Ora, como sabido, é, à luz de um modelo de organização e funcionamento ancorado no princípio da democracia interna, que se inserem as regras sobre a temporalidade do mandato dos órgãos sociais, cujo processo de renovação, mediante eleição dos titulares dos referidos órgãos, deve ocorrer de conformidade com o procedimento democrático que para o efeito estiver definido nos documentos reitores da formação política, entre estes os Estatutos (vide artigo 20.º da LPP).

Aliás, tendo os partidos políticos como tarefa a representação política e sendo que, no contexto de Angola, detêm, mesmo, como tem acentuado este Tribunal Constitucional, (vide Acórdão n.º 730/2022, de 5 de Abril), o exclusivo de participação política na escolha dos representantes que exercem a função política, a exigência constitucional e legal de democracia interna é, em si mesma, uma consequência da designada democracia de partidos, o que pressupõe a existência de democraticidade nos partidos.
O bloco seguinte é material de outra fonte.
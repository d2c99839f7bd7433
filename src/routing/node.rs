//! Route node and the handles that point at it.

use std::fmt;

use axum::http::Method;

use crate::routing::handler::SharedHandler;

/// Handle to a node inside one particular tree.
///
/// The `tree` tag stops a handle issued by one builder from resolving in
/// another.
#[derive(Debug, Clone, Copy, PartialEq, Eq, Hash)]
pub struct NodeId {
    pub(crate) tree: u64,
    pub(crate) index: usize,
}

/// Handle to a routing-engine scope.
#[derive(Debug, Clone, Copy, PartialEq, Eq, Hash)]
pub struct ScopeId(pub usize);

/// Set of HTTP methods a handler is restricted to.
///
/// Empty means any method. Insertion order is kept and duplicates dropped.
#[derive(Debug, Clone, Default, PartialEq, Eq)]
pub struct MethodSet {
    methods: Vec<Method>,
}

impl MethodSet {
    /// Matches every method.
    pub fn any() -> Self {
        Self::default()
    }

    pub fn is_any(&self) -> bool {
        self.methods.is_empty()
    }

    pub fn contains(&self, method: &Method) -> bool {
        self.is_any() || self.methods.contains(method)
    }

    pub fn iter(&self) -> impl Iterator<Item = &Method> {
        self.methods.iter()
    }
}

impl FromIterator<Method> for MethodSet {
    fn from_iter<I: IntoIterator<Item = Method>>(iter: I) -> Self {
        let mut methods: Vec<Method> = Vec::new();
        for method in iter {
            if !methods.contains(&method) {
                methods.push(method);
            }
        }
        Self { methods }
    }
}

impl<const N: usize> From<[Method; N]> for MethodSet {
    fn from(methods: [Method; N]) -> Self {
        methods.into_iter().collect()
    }
}

impl fmt::Display for MethodSet {
    fn fmt(&self, f: &mut fmt::Formatter<'_>) -> fmt::Result {
        if self.is_any() {
            return write!(f, "*");
        }
        for (i, method) in self.methods.iter().enumerate() {
            if i > 0 {
                write!(f, ",")?;
            }
            write!(f, "{}", method)?;
        }
        Ok(())
    }
}

/// A path segment, its optional handler and its position in the tree.
pub struct RouteNode {
    sub_path: String,
    methods: MethodSet,
    handler: Option<SharedHandler>,
    pub(crate) children: Vec<NodeId>,
    pub(crate) parent: Option<NodeId>,
    pub(crate) scope: Option<ScopeId>,
}

impl RouteNode {
    /// Create a detached node.
    pub fn new(
        sub_path: impl Into<String>,
        methods: MethodSet,
        handler: Option<SharedHandler>,
    ) -> Self {
        Self {
            sub_path: sub_path.into(),
            methods,
            handler,
            children: Vec::new(),
            parent: None,
            scope: None,
        }
    }

    /// Structural node: a prefix that only groups its children.
    pub fn group(sub_path: impl Into<String>) -> Self {
        Self::new(sub_path, MethodSet::any(), None)
    }

    /// Node that serves `handler` for `methods`.
    pub fn endpoint(
        sub_path: impl Into<String>,
        methods: impl Into<MethodSet>,
        handler: SharedHandler,
    ) -> Self {
        Self::new(sub_path, methods.into(), Some(handler))
    }

    pub fn sub_path(&self) -> &str {
        &self.sub_path
    }

    pub fn methods(&self) -> &MethodSet {
        &self.methods
    }

    pub fn handler(&self) -> Option<&SharedHandler> {
        self.handler.as_ref()
    }

    /// Children in attachment order.
    pub fn children(&self) -> &[NodeId] {
        &self.children
    }

    pub fn parent(&self) -> Option<NodeId> {
        self.parent
    }

    pub fn scope(&self) -> Option<ScopeId> {
        self.scope
    }

    /// True once the node owns a scope in the routing engine.
    pub fn is_mounted(&self) -> bool {
        self.scope.is_some()
    }
}

impl fmt::Debug for RouteNode {
    fn fmt(&self, f: &mut fmt::Formatter<'_>) -> fmt::Result {
        f.debug_struct("RouteNode")
            .field("sub_path", &self.sub_path)
            .field("methods", &self.methods)
            .field("has_handler", &self.handler.is_some())
            .field("children", &self.children)
            .field("parent", &self.parent)
            .field("scope", &self.scope)
            .finish()
    }
}
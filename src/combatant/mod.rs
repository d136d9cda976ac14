//! Combatants: the record every other component manipulates
//!
//! A combatant is created from a `CombatantDraft` (the pending "new
//! combatant" form) and then lives in the `CombatantRegistry` until removed.

pub mod registry;

use serde::Serialize;

use crate::core::config::RulesConfig;
use crate::core::types::CombatantId;
use crate::status::StatusEffects;

pub use registry::CombatantRegistry;

/// Initiative modifier implied by a dexterity score: `floor((dex - 10) / 2)`
pub fn modifier_for_dexterity(dexterity: i32) -> i32 {
    (dexterity.saturating_sub(10)).div_euclid(2)
}

/// A combatant in the encounter
#[derive(Debug, Clone, PartialEq, Eq, Serialize)]
pub struct Combatant {
    id: CombatantId,
    name: String,
    dexterity: i32,
    modifier: i32,
    initiative: u32,
    is_pc: bool,
    notes: String,
    status: StatusEffects,
}

impl Combatant {
    pub(crate) fn from_draft(id: CombatantId, draft: CombatantDraft) -> Self {
        Self {
            id,
            name: draft.name,
            dexterity: draft.dexterity,
            modifier: draft.modifier,
            initiative: 0,
            is_pc: draft.is_pc,
            notes: String::new(),
            status: StatusEffects::default(),
        }
    }

    pub fn id(&self) -> CombatantId {
        self.id
    }

    pub fn name(&self) -> &str {
        &self.name
    }

    pub fn dexterity(&self) -> i32 {
        self.dexterity
    }

    pub fn modifier(&self) -> i32 {
        self.modifier
    }

    /// Unspent initiative, always within `0..=initiative_max`
    pub fn initiative(&self) -> u32 {
        self.initiative
    }

    /// Cosmetic grouping flag; never consulted by the arithmetic
    pub fn is_pc(&self) -> bool {
        self.is_pc
    }

    pub fn notes(&self) -> &str {
        &self.notes
    }

    pub fn status(&self) -> &StatusEffects {
        &self.status
    }

    pub fn exhaustion(&self) -> u32 {
        self.status.exhaustion()
    }

    pub fn has_haste(&self) -> bool {
        self.status.has_haste()
    }

    pub fn has_overexerted(&self) -> bool {
        self.status.has_overexerted()
    }

    /// Modifier with explicit sign, as shown next to the dexterity score
    pub fn signed_modifier(&self) -> String {
        format!("{:+}", self.modifier)
    }

    pub(crate) fn set_initiative(&mut self, value: u32) {
        self.initiative = value;
    }

    pub(crate) fn set_notes(&mut self, notes: String) {
        self.notes = notes;
    }

    pub(crate) fn status_mut(&mut self) -> &mut StatusEffects {
        &mut self.status
    }
}

/// The pending "new combatant" record
///
/// Dexterity drives the modifier only here, and only until the modifier is
/// set by hand. Existing combatants are never re-derived.
#[derive(Debug, Clone, PartialEq, Eq)]
pub struct CombatantDraft {
    name: String,
    dexterity: i32,
    modifier: i32,
    modifier_overridden: bool,
    is_pc: bool,
}

impl Default for CombatantDraft {
    /// Starts from the built-in rules' dexterity. `Tracker::draft` starts
    /// from the tracker's loaded rules instead.
    fn default() -> Self {
        Self::with_dexterity("", RulesConfig::default().default_dexterity)
    }
}

impl CombatantDraft {
    /// Named draft with the built-in default dexterity
    pub fn new(name: impl Into<String>) -> Self {
        Self {
            name: name.into(),
            ..Self::default()
        }
    }

    /// Draft starting from a rules-provided dexterity
    pub fn with_dexterity(name: impl Into<String>, dexterity: i32) -> Self {
        Self {
            name: name.into(),
            dexterity,
            modifier: modifier_for_dexterity(dexterity),
            modifier_overridden: false,
            is_pc: false,
        }
    }

    pub fn name(mut self, name: impl Into<String>) -> Self {
        self.name = name.into();
        self
    }

    pub fn dexterity(mut self, dexterity: i32) -> Self {
        self.set_dexterity(dexterity);
        self
    }

    pub fn modifier(mut self, modifier: i32) -> Self {
        self.set_modifier(modifier);
        self
    }

    pub fn pc(mut self, is_pc: bool) -> Self {
        self.is_pc = is_pc;
        self
    }

    pub fn set_dexterity(&mut self, dexterity: i32) {
        self.dexterity = dexterity;
        if !self.modifier_overridden {
            self.modifier = modifier_for_dexterity(dexterity);
        }
    }

    pub fn set_modifier(&mut self, modifier: i32) {
        self.modifier = modifier;
        self.modifier_overridden = true;
    }

    pub fn current_name(&self) -> &str {
        &self.name
    }

    pub fn current_dexterity(&self) -> i32 {
        self.dexterity
    }

    pub fn current_modifier(&self) -> i32 {
        self.modifier
    }

    pub fn is_pc(&self) -> bool {
        self.is_pc
    }

    pub fn is_modifier_overridden(&self) -> bool {
        self.modifier_overridden
    }

    /// A draft can be submitted once it has a non-blank name
    pub fn is_submittable(&self) -> bool {
        !self.name.trim().is_empty()
    }
}

#[cfg(test)]
mod tests {
    use super::*;

    #[test]
    fn test_modifier_derivation_floors() {
        assert_eq!(modifier_for_dexterity(10), 0);
        assert_eq!(modifier_for_dexterity(11), 0);
        assert_eq!(modifier_for_dexterity(16), 3);
        assert_eq!(modifier_for_dexterity(9), -1);
        assert_eq!(modifier_for_dexterity(8), -1);
        assert_eq!(modifier_for_dexterity(1), -5);
        assert_eq!(modifier_for_dexterity(30), 10);
    }

    #[test]
    fn test_draft_defaults() {
        let draft = CombatantDraft::default();
        assert_eq!(draft.current_dexterity(), RulesConfig::default().default_dexterity);
        assert_eq!(draft.current_modifier(), 0);
        assert!(!draft.is_pc());
        assert!(!draft.is_submittable());
    }

    #[test]
    fn test_draft_derives_modifier_until_overridden() {
        let mut draft = CombatantDraft::new("Aria").dexterity(16);
        assert_eq!(draft.current_modifier(), 3);

        draft.set_modifier(5);
        draft.set_dexterity(8);
        assert_eq!(draft.current_dexterity(), 8);
        assert_eq!(draft.current_modifier(), 5);
        assert!(draft.is_modifier_overridden());
    }

    #[test]
    fn test_blank_name_not_submittable() {
        assert!(!CombatantDraft::new("   ").is_submittable());
        assert!(CombatantDraft::new("Goblin").is_submittable());
    }

    #[test]
    fn test_new_combatant_starts_fresh() {
        let draft = CombatantDraft::new("Aria").dexterity(16).pc(true);
        let combatant = Combatant::from_draft(CombatantId::new(), draft);
        assert_eq!(combatant.initiative(), 0);
        assert_eq!(combatant.exhaustion(), 0);
        assert!(!combatant.has_haste());
        assert!(!combatant.has_overexerted());
        assert!(combatant.is_pc());
        assert_eq!(combatant.signed_modifier(), "+3");
        assert_eq!(combatant.notes(), "");
    }
}
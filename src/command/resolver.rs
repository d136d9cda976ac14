//! Target resolution - turns a typed `<who>` into a concrete combatant id

use crate::command::parser::Target;
use crate::core::types::CombatantId;
use crate::tracker::Tracker;

/// Resolves targets against the tracker's current turn order
pub struct TargetResolver<'a> {
    tracker: &'a Tracker,
    selected: Option<CombatantId>,
}

impl<'a> TargetResolver<'a> {
    pub fn new(tracker: &'a Tracker, selected: Option<CombatantId>) -> Self {
        Self { tracker, selected }
    }

    pub fn resolve(&self, target: &Target) -> Result<CombatantId, String> {
        match target {
            Target::Selected => self
                .selected
                .filter(|id| self.tracker.combatant(*id).is_some())
                .ok_or_else(|| "No combatant selected".to_string()),
            Target::Position(position) => {
                let order = self.tracker.turn_order();
                position
                    .checked_sub(1)
                    .and_then(|index| order.get(index))
                    .map(|c| c.id())
                    .ok_or_else(|| format!("No combatant at position {}", position))
            }
            Target::Name(name) => self
                .tracker
                .registry()
                .find_by_name(name)
                .map(|c| c.id())
                .ok_or_else(|| format!("No combatant named '{}'", name)),
        }
    }
}
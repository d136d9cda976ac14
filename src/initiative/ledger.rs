//! Initiative arithmetic: rolling, spending, gaining and nudging
//!
//! Every write goes through `clamp`, so `0 <= initiative <= initiative_max`
//! holds after any ledger call.

use rand::Rng;
use serde::Serialize;

use crate::combatant::Combatant;
use crate::core::config::RulesConfig;
use crate::core::error::{Result, TrackerError};
use crate::history::{EntryKind, HistoryLog};

/// Outcome of an initiative roll
#[derive(Debug, Clone, Copy, PartialEq, Eq, Serialize)]
pub struct InitiativeRoll {
    pub roll: u32,
    pub modifier: i32,
    /// Value stored on the combatant
    pub value: u32,
    /// Top face of the die: value snapped to the maximum
    pub critical: bool,
}

/// Before/after pair for any initiative write
#[derive(Debug, Clone, Copy, PartialEq, Eq, Serialize)]
pub struct InitiativeChange {
    pub before: u32,
    pub after: u32,
}

impl InitiativeChange {
    pub fn delta(&self) -> i64 {
        self.after as i64 - self.before as i64
    }
}

/// A successful spend
#[derive(Debug, Clone, Copy, PartialEq, Eq, Serialize)]
pub struct SpendReceipt {
    pub cost: u32,
    pub interrupting: bool,
    pub change: InitiativeChange,
}

/// Numeric rules applied to a single combatant's initiative
#[derive(Debug, Clone, Copy)]
pub struct InitiativeLedger<'a> {
    rules: &'a RulesConfig,
}

impl<'a> InitiativeLedger<'a> {
    pub fn new(rules: &'a RulesConfig) -> Self {
        Self { rules }
    }

    pub fn max(&self) -> u32 {
        self.rules.initiative_max
    }

    pub fn clamp(&self, value: i64) -> u32 {
        value.clamp(0, self.max() as i64) as u32
    }

    /// Uniform draw in `1..=die_sides`
    pub fn draw<R: Rng + ?Sized>(&self, rng: &mut R) -> u32 {
        rng.gen_range(1..=self.rules.die_sides)
    }

    /// Initiative produced by a die result
    ///
    /// The top face is a hard snap to the maximum, modifier ignored. Any other
    /// face adds the modifier; the sum may exceed the die size but is still
    /// bounded by `0..=initiative_max`.
    pub fn resolve_roll(&self, roll: u32, modifier: i32) -> InitiativeRoll {
        let critical = roll == self.rules.die_sides;
        let value = if critical {
            self.max()
        } else {
            self.clamp(roll as i64 + modifier as i64)
        };
        InitiativeRoll {
            roll,
            modifier,
            value,
            critical,
        }
    }

    /// Roll a fresh die for the combatant and store the result
    pub fn roll<R: Rng + ?Sized>(
        &self,
        combatant: &mut Combatant,
        rng: &mut R,
        log: &mut HistoryLog,
    ) -> InitiativeRoll {
        let roll = self.draw(rng);
        self.apply_roll(combatant, roll, log)
    }

    /// Store an already drawn die result
    pub fn apply_roll(
        &self,
        combatant: &mut Combatant,
        roll: u32,
        log: &mut HistoryLog,
    ) -> InitiativeRoll {
        let outcome = self.resolve_roll(roll, combatant.modifier());
        combatant.set_initiative(outcome.value);

        let modifier = match outcome.modifier {
            0 => String::new(),
            m => format!("{:+}", m),
        };
        log.append(
            EntryKind::Roll,
            format!(
                "{} rolled initiative: {}{} = {}",
                combatant.name(),
                outcome.roll,
                modifier,
                outcome.value
            ),
        );
        tracing::debug!(
            combatant = %combatant.name(),
            roll = outcome.roll,
            initiative = outcome.value,
            critical = outcome.critical,
            "Rolled initiative"
        );
        outcome
    }

    /// Pay `cost` out of the combatant's initiative
    ///
    /// Refused, with no mutation and no history, when the combatant cannot
    /// afford it.
    pub fn spend(
        &self,
        combatant: &mut Combatant,
        cost: u32,
        interrupting: bool,
        log: &mut HistoryLog,
    ) -> Result<SpendReceipt> {
        let before = combatant.initiative();
        if before < cost {
            tracing::debug!(
                combatant = %combatant.name(),
                cost,
                initiative = before,
                "Spend refused"
            );
            return Err(TrackerError::InsufficientInitiative {
                name: combatant.name().to_string(),
                needed: cost,
                available: before,
            });
        }

        let after = self.clamp(before as i64 - cost as i64);
        combatant.set_initiative(after);

        log.append(
            EntryKind::Action,
            format!(
                "{} {}takes action costing {} initiative ({} → {})",
                combatant.name(),
                if interrupting { "interrupts and " } else { "" },
                cost,
                before,
                after
            ),
        );
        tracing::debug!(combatant = %combatant.name(), cost, initiative = after, "Spent initiative");

        Ok(SpendReceipt {
            cost,
            interrupting,
            change: InitiativeChange { before, after },
        })
    }

    /// Add initiative, capped at the maximum. Writes no history: callers
    /// (overexertion, round replenishment) record their own entries.
    pub fn gain(&self, combatant: &mut Combatant, amount: u32) -> InitiativeChange {
        let before = combatant.initiative();
        let after = self.clamp(before as i64 + amount as i64);
        combatant.set_initiative(after);
        InitiativeChange { before, after }
    }

    /// Manual nudge in either direction, clamped to range
    pub fn adjust(
        &self,
        combatant: &mut Combatant,
        delta: i32,
        log: &mut HistoryLog,
    ) -> InitiativeChange {
        let before = combatant.initiative();
        let after = self.clamp(before as i64 + delta as i64);
        combatant.set_initiative(after);

        log.append(
            EntryKind::Adjustment,
            format!(
                "{}'s initiative {} by {} ({} → {})",
                combatant.name(),
                if delta >= 0 { "increased" } else { "decreased" },
                delta.unsigned_abs(),
                before,
                after
            ),
        );
        tracing::debug!(combatant = %combatant.name(), delta, initiative = after, "Adjusted initiative");

        InitiativeChange { before, after }
    }
}
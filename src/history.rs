//! Combat history log
//!
//! Append-only: entries are never edited, reordered or pruned. The only way
//! to drop entries is `clear`, which empties the whole log.

use serde::{Deserialize, Serialize};
use std::fmt;

/// What kind of state change produced an entry
#[derive(Debug, Clone, Copy, PartialEq, Eq, Hash, Serialize, Deserialize)]
pub enum EntryKind {
    Roll,
    Action,
    Adjustment,
    Overexertion,
    RoundStart,
}

/// One immutable line of history
#[derive(Debug, Clone, PartialEq, Eq, Serialize, Deserialize)]
pub struct HistoryEntry {
    kind: EntryKind,
    text: String,
}

impl HistoryEntry {
    pub fn new(kind: EntryKind, text: impl Into<String>) -> Self {
        Self {
            kind,
            text: text.into(),
        }
    }

    pub fn kind(&self) -> EntryKind {
        self.kind
    }

    pub fn text(&self) -> &str {
        &self.text
    }

    /// Round boundaries are highlighted by renderers; they carry no logic
    pub fn is_round_boundary(&self) -> bool {
        self.kind == EntryKind::RoundStart
    }
}

impl fmt::Display for HistoryEntry {
    fn fmt(&self, f: &mut fmt::Formatter<'_>) -> fmt::Result {
        f.write_str(&self.text)
    }
}

/// The complete history log
#[derive(Debug, Clone, Default, Serialize, Deserialize)]
pub struct HistoryLog {
    entries: Vec<HistoryEntry>,
}

impl HistoryLog {
    pub fn new() -> Self {
        Self::default()
    }

    pub fn append(&mut self, kind: EntryKind, text: impl Into<String>) {
        self.entries.push(HistoryEntry::new(kind, text));
    }

    pub fn clear(&mut self) {
        self.entries.clear();
    }

    pub fn entries(&self) -> &[HistoryEntry] {
        &self.entries
    }

    pub fn last(&self) -> Option<&HistoryEntry> {
        self.entries.last()
    }

    pub fn len(&self) -> usize {
        self.entries.len()
    }

    pub fn is_empty(&self) -> bool {
        self.entries.is_empty()
    }

    pub fn iter(&self) -> impl Iterator<Item = &HistoryEntry> {
        self.entries.iter()
    }

    pub fn entries_of_kind(&self, kind: EntryKind) -> impl Iterator<Item = &HistoryEntry> {
        self.entries.iter().filter(move |e| e.kind == kind)
    }
}
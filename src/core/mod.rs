pub mod config;
pub mod error;
pub mod types;

pub use config::{load_rules, parse_rules, RulesConfig, INITIATIVE_MAX};
pub use error::{Result, TrackerError};
pub use types::{CombatantId, Round};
Na presente lide, o Requerente traz à liça questões associadas à exigência do funcionamento democrático e que, no caso, têm que ver, segundo o alegado, com a inobservância de normas estatutárias relativas à convocação do Congresso que elegeu Nimi a Simbi como Presidente da FNLA, por um lado. Por outro, com o incumprimento do Acórdão n.º 681/2021, de 25 de Maio, desta Corte Constitucional no que se refere à fixação da data de realização do referido Conclave.

Vejamos, pois, em que medida a razão penderá para o lado do Requerente:

  1. Sobre a nulidade do Congresso que elegeu Nimi a Simbi como Presidente da FNLA

Como já antes referido, os partidos políticos desempenham um papel central no contexto do Estado democrático de direito (artigo 17. º da CRA), o que pode justificar o controlo, pela via judicial, da sua vida interna e, consequentemente, se for esse o caso, da sua democraticidade interna, até mesmo como uma forma de credibilizar a sua actuação perante os eleitores, vide Joel Araújo Alves, in Julgar Online, Março de 2019, em citação de Carla Amado Gomes.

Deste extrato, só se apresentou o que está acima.